* **EXERCISE OBJECTIVE**:
The lines from the top of the listing through the one containing "queries, never cached" are to be retyped exactly, with no other lines.

* **SOURCE MATERIAL**:
=== Begin Enclosure ===

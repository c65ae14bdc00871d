//! Selfie Bingo - celebration sequencing and shareable grid composition
//!
//! A 3x3 board of people to meet and photograph. This crate wires the
//! pure board rules from [`selfie_bingo_board`] to persistence, to a
//! staggered celebration animator, and to a compositor producing one
//! shareable image of the whole grid.
//!
//! # Architecture
//!
//! - **Store**: key/value persistence of tile names and images
//! - **BoardModel**: store-backed board queries, never cached
//! - **Animator**: ordered flip/unflip sequences and overlay reveal
//! - **Compositor**: variable-height row bands assembled into one PNG
//! - **Session**: explicit context tying the above to host collaborators
//!
//! # Example
//!
//! ```no_run
//! use selfie_bingo::{BoardModel, MemoryTileStore, Position};
//! use std::sync::Arc;
//!
//! # fn example() -> anyhow::Result<()> {
//! let board = BoardModel::new(Arc::new(MemoryTileStore::new()));
//! board.set_name(Position::Center, "Ada")?;
//! board.set_image(Position::Center, "data:image/jpeg;base64,...")?;
//! assert!(board.detect(Position::Center)?.is_none());
//! # Ok(())
//! # }
//! ```

#![warn(missing_docs)]
#![forbid(unsafe_code)]

// Private module declarations
mod animator;
mod board_model;
mod caption;
mod capture;
mod compositor;
mod config;
mod console;
mod dialog;
mod session;
mod share;
mod store;

// Crate-level exports - Board types
pub use selfie_bingo_board::{Board, Completion, Position, PositionError, Tile, rules};

// Crate-level exports - Persistence
pub use board_model::BoardModel;
pub use store::{MemoryTileStore, SqliteTileStore, StoreError, TileStore, image_key, name_key};

// Crate-level exports - Celebration
pub use animator::{
    AnimationError, AnimationTiming, AnimatorState, Celebration, CelebrationAnimator,
    CelebrationReport, CelebrationSurface, Direction, Easing, OverlayArtifact, SlideIn,
    VisualState,
};

// Crate-level exports - Composition
pub use compositor::{
    ComposeError, ComposedImage, CompositorSettings, DataUrlLoader, GridCanvas, GridCompositor,
    GridLayout, ImageLoader,
};

// Crate-level exports - Collaborators
pub use caption::share_caption;
pub use capture::{CaptureError, CaptureTarget, CapturedPhoto, FileCapture, PhotoCapture};
pub use console::{ConsoleDialogs, ConsoleSurface};
pub use dialog::Dialogs;
pub use share::{FileShareTarget, ShareTarget};

// Crate-level exports - Session and configuration
pub use config::{BingoConfig, ConfigError};
pub use session::{BingoEvent, BingoSession, Collaborators, PhotoOutcome, ShareOutcome, TapOutcome};
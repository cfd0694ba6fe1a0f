//! CLI command implementations

pub(crate) mod common;
pub(crate) mod show;
pub(crate) mod statements;
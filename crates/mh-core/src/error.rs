//! Error types for mh-core

use thiserror::Error;

/// Core error type for Migration Handoff
#[derive(Error, Debug)]
pub enum CoreError {
    /// E001: Configuration file not found
    #[error("[E001] Config file not found: {path}")]
    ConfigNotFound { path: String },

    /// E002: Failed to parse configuration file
    #[error("[E002] Failed to parse config {path}: {message}")]
    ConfigParseError { path: String, message: String },

    /// E003: Invalid configuration value
    #[error("[E003] Invalid config: {message}")]
    ConfigInvalid { message: String },

    /// E004: Migration file not found
    #[error("[E004] Migration file not found: {path}")]
    MigrationNotFound { path: String },

    /// E005: IO error with file path context
    #[error("[E005] Failed to read '{path}': {source}")]
    IoWithPath {
        path: String,
        source: std::io::Error,
    },
}

/// Result type alias for CoreError
pub type CoreResult<T> = Result<T, CoreError>;
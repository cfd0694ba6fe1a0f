//! Show command implementation

use anyhow::{Context, Result};
use mh_core::Method;
use mh_render::{InstructionContext, InstructionRenderer};
use std::io::Write;

use crate::cli::{GlobalArgs, ShowArgs};
use crate::commands::common::{load_config, load_migration};

/// Execute the show command.
///
/// The migration is read and the full text rendered before the first byte is
/// written, so a missing file leaves `out` untouched.
pub fn execute(args: &ShowArgs, global: &GlobalArgs, out: &mut impl Write) -> Result<()> {
    let config = load_config(global)?;
    let migration = load_migration(args.path.as_deref(), &config, global)?;

    let methods = if args.method.is_empty() {
        dedup(config.methods.iter().copied())
    } else {
        dedup(args.method.iter().copied().map(Method::from))
    };

    let renderer = match config.template_path(&global.project_dir) {
        Some(path) => InstructionRenderer::from_template_file(&path)
            .context("Failed to load instruction template")?,
        None => InstructionRenderer::new()?,
    };

    let ctx = InstructionContext::new(&config, &migration, &methods);
    let text = renderer
        .render(&ctx)
        .context("Failed to render instructions")?;
    log::debug!(
        "Rendered {} methods for {} ({} statements)",
        methods.len(),
        migration.path.display(),
        ctx.statement_count
    );

    out.write_all(text.as_bytes())?;
    out.flush()?;
    Ok(())
}

/// Keep the first occurrence of each method
fn dedup(methods: impl Iterator<Item = Method>) -> Vec<Method> {
    let mut seen = Vec::new();
    for method in methods {
        if !seen.contains(&method) {
            seen.push(method);
        }
    }
    seen
}

#[cfg(test)]
#[path = "show_test.rs"]
mod tests;
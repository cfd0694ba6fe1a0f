//! Template filters: shell_quote

/// Quote a value for pasting into a POSIX shell.
///
/// Values made only of characters that are safe unquoted pass through
/// unchanged; anything else is wrapped in single quotes.
///
/// ```jinja
/// psql -f {{ migration_path|shell_quote }}
/// ```
pub(crate) fn shell_quote(value: String) -> String {
    let safe = !value.is_empty()
        && value
            .chars()
            .all(|c| c.is_ascii_alphanumeric() || "_-./:@,+=%".contains(c));
    if safe {
        value
    } else {
        format!("'{}'", value.replace('\'', r"'\''"))
    }
}

#[cfg(test)]
mod tests {
    use super::*;

    #[test]
    fn test_plain_values_unquoted() {
        assert_eq!(
            shell_quote("supabase/migrations/011_chapter_system_enhancement.sql".into()),
            "supabase/migrations/011_chapter_system_enhancement.sql"
        );
        assert_eq!(
            shell_quote("postgres.abcd1234".into()),
            "postgres.abcd1234"
        );
    }

    #[test]
    fn test_spaces_and_placeholders_quoted() {
        assert_eq!(shell_quote("my migrations/a.sql".into()), "'my migrations/a.sql'");
        assert_eq!(shell_quote("<db-host>".into()), "'<db-host>'");
        assert_eq!(shell_quote(String::new()), "''");
    }

    #[test]
    fn test_embedded_single_quote() {
        assert_eq!(shell_quote("it's.sql".into()), r"'it'\''s.sql'");
    }
}
//! Operator methods for applying a migration by hand

use serde::{Deserialize, Serialize};

/// One way for an operator to apply a migration
#[derive(Debug, Clone, Copy, PartialEq, Eq, Hash, Serialize, Deserialize)]
#[serde(rename_all = "lowercase")]
pub enum Method {
    /// Paste into the hosted SQL editor
    Console,
    /// Run the `psql` client against the pooler
    Psql,
    /// Copy the raw SQL printed below the instructions
    Manual,
}

impl Method {
    /// All methods in their default presentation order
    pub const ALL: [Method; 3] = [Method::Console, Method::Psql, Method::Manual];

    /// Heading shown above the method's instructions
    pub fn title(self) -> &'static str {
        match self {
            Method::Console => "Supabase SQL Editor (Recommended)",
            Method::Psql => "Using psql (if installed)",
            Method::Manual => "Manual SQL (Quick)",
        }
    }

    /// Lowercase key used in config files and templates
    pub fn as_str(self) -> &'static str {
        match self {
            Method::Console => "console",
            Method::Psql => "psql",
            Method::Manual => "manual",
        }
    }
}
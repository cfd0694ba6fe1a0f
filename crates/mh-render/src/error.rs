//! Error types for mh-render

use thiserror::Error;

/// Instruction rendering errors
#[derive(Error, Debug)]
pub enum RenderError {
    /// Template render error (R001)
    #[error("[R001] Template render error: {0}")]
    RenderError(String),

    /// Custom template could not be read (R002)
    #[error("[R002] Failed to read template '{path}': {source}")]
    TemplateRead {
        path: String,
        source: std::io::Error,
    },
}

/// Result type alias for RenderError
pub type RenderResult<T> = Result<T, RenderError>;

impl From<minijinja::Error> for RenderError {
    fn from(err: minijinja::Error) -> Self {
        RenderError::RenderError(err.to_string())
    }
}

=== End Enclosure ===

* **SOLUTION**:
repository c65ae14bdc00871d
//! Selfie Bingo - celebration sequencing and shareable grid composition
//!
//! A 3x3 board of people to meet and photograph. This crate wires the
//! pure board rules from [`selfie_bingo_board`] to persistence, to a
//! staggered celebration animator, and to a compositor producing one
//! shareable image of the whole grid.
//!
//! # Architecture
//!
//! - **Store**: key/value persistence of tile names and images
//! - **BoardModel**: store-backed board queries, never cached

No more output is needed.